■ **Work required**
Beginning with the line containing "runs.push(EditType::Delete, source[(n1 - x" and ending with the last line of the entries below, copy each line exactly and nothing else.

■ **Exercise materials**

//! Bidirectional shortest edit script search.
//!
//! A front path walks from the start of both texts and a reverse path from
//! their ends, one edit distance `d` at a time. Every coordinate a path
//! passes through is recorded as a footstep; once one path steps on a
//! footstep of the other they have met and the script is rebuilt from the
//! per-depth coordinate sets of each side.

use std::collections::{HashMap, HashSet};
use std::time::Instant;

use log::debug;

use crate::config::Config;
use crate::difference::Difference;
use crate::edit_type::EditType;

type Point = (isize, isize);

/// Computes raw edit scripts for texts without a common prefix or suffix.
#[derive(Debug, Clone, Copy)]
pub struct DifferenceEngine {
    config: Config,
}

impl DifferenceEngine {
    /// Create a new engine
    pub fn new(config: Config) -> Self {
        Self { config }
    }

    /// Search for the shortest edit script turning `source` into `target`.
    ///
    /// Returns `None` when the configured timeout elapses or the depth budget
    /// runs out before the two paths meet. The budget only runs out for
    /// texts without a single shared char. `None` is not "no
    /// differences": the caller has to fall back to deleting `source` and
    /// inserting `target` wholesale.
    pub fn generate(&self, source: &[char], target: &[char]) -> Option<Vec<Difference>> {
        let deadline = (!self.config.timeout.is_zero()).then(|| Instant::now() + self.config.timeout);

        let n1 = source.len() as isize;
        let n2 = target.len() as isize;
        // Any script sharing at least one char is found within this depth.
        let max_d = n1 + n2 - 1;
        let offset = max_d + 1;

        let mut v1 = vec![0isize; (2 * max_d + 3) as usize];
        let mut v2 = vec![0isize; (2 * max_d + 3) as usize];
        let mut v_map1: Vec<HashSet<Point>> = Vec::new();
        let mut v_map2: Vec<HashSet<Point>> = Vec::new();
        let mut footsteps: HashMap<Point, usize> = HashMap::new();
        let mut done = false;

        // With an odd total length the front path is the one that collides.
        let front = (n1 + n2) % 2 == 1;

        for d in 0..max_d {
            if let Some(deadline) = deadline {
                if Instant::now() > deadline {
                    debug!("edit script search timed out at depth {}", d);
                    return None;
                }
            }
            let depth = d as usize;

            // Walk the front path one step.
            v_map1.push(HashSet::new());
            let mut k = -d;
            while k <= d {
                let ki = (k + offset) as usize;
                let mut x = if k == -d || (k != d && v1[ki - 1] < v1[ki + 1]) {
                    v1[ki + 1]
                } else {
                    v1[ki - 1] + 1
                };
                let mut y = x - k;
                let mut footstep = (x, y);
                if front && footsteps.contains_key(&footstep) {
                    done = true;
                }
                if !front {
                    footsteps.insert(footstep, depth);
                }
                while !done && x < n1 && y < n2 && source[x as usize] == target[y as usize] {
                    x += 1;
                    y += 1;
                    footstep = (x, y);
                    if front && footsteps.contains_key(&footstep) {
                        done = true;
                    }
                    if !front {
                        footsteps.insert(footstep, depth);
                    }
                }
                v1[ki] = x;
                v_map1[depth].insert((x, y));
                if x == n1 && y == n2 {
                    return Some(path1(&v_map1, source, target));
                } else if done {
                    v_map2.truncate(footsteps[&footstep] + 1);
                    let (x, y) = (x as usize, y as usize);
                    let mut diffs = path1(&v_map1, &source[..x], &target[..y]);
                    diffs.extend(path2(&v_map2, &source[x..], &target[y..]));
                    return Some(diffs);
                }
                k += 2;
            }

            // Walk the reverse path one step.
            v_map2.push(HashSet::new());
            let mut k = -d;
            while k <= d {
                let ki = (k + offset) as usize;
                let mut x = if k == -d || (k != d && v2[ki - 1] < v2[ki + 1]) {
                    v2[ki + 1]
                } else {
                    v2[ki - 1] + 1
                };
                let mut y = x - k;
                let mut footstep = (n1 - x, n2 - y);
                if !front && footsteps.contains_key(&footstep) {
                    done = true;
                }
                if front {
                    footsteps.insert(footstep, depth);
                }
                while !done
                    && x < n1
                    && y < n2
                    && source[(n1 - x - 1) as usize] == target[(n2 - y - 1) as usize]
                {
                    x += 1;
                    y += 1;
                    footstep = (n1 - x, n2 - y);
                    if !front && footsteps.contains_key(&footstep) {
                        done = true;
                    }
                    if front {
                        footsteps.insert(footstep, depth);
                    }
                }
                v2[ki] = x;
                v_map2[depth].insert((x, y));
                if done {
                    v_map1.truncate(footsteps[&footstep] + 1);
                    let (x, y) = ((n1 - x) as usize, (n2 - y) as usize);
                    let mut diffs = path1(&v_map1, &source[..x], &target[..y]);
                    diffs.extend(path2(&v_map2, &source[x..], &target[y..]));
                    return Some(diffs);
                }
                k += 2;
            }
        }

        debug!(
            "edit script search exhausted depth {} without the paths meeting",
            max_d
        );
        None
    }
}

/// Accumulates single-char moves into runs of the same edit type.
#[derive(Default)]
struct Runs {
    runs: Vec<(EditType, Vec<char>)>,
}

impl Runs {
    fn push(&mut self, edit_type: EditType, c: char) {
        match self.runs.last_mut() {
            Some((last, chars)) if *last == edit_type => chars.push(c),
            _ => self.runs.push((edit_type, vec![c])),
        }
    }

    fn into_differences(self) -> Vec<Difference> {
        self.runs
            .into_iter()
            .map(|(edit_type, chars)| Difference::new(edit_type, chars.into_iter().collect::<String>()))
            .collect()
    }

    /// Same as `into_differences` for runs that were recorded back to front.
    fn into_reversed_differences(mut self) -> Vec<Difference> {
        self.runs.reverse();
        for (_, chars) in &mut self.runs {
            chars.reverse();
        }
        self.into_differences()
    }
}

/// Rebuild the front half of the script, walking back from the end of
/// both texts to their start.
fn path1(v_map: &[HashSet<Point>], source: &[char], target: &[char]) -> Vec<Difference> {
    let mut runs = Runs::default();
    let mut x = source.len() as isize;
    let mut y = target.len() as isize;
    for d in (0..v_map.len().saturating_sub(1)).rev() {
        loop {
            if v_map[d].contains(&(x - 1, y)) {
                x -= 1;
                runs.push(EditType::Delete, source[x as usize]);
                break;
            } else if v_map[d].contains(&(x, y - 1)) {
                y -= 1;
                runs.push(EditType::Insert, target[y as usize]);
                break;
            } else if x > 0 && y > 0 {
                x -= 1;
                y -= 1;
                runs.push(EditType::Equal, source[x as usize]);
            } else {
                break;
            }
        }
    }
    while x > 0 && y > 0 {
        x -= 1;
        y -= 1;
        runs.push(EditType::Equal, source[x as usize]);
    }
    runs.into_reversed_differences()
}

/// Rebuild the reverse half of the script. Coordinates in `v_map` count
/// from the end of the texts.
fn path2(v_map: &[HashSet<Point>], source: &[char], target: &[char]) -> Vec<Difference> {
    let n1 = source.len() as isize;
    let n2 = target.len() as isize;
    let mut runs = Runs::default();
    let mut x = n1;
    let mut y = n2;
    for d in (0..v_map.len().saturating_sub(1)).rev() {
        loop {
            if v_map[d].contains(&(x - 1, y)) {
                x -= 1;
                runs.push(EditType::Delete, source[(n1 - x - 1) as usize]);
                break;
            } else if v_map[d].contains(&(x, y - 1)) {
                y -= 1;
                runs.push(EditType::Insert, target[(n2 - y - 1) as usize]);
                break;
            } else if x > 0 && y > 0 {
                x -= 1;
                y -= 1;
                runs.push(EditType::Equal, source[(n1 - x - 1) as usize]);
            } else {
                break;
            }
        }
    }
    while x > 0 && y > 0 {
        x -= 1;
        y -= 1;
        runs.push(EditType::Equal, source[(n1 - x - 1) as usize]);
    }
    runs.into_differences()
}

■ **Solution for this exercise**
                runs.push(EditType::Delete, source[(n1 - x - 1) as usize]);
                break;
            } else if v_map[d].contains(&(x, y - 1)) {
                y -= 1;
                runs.push(EditType::Insert, target[(n2 - y - 1) as usize]);
                break;
            } else if x > 0 && y > 0 {
                x -= 1;
                y -= 1;
                runs.push(EditType::Equal, source[(n1 - x - 1) as usize]);
            } else {
                break;
            }
        }
    }
    while x > 0 && y > 0 {
        x -= 1;
        y -= 1;
        runs.push(EditType::Equal, source[(n1 - x - 1) as usize]);
    }
    runs.into_differences()
}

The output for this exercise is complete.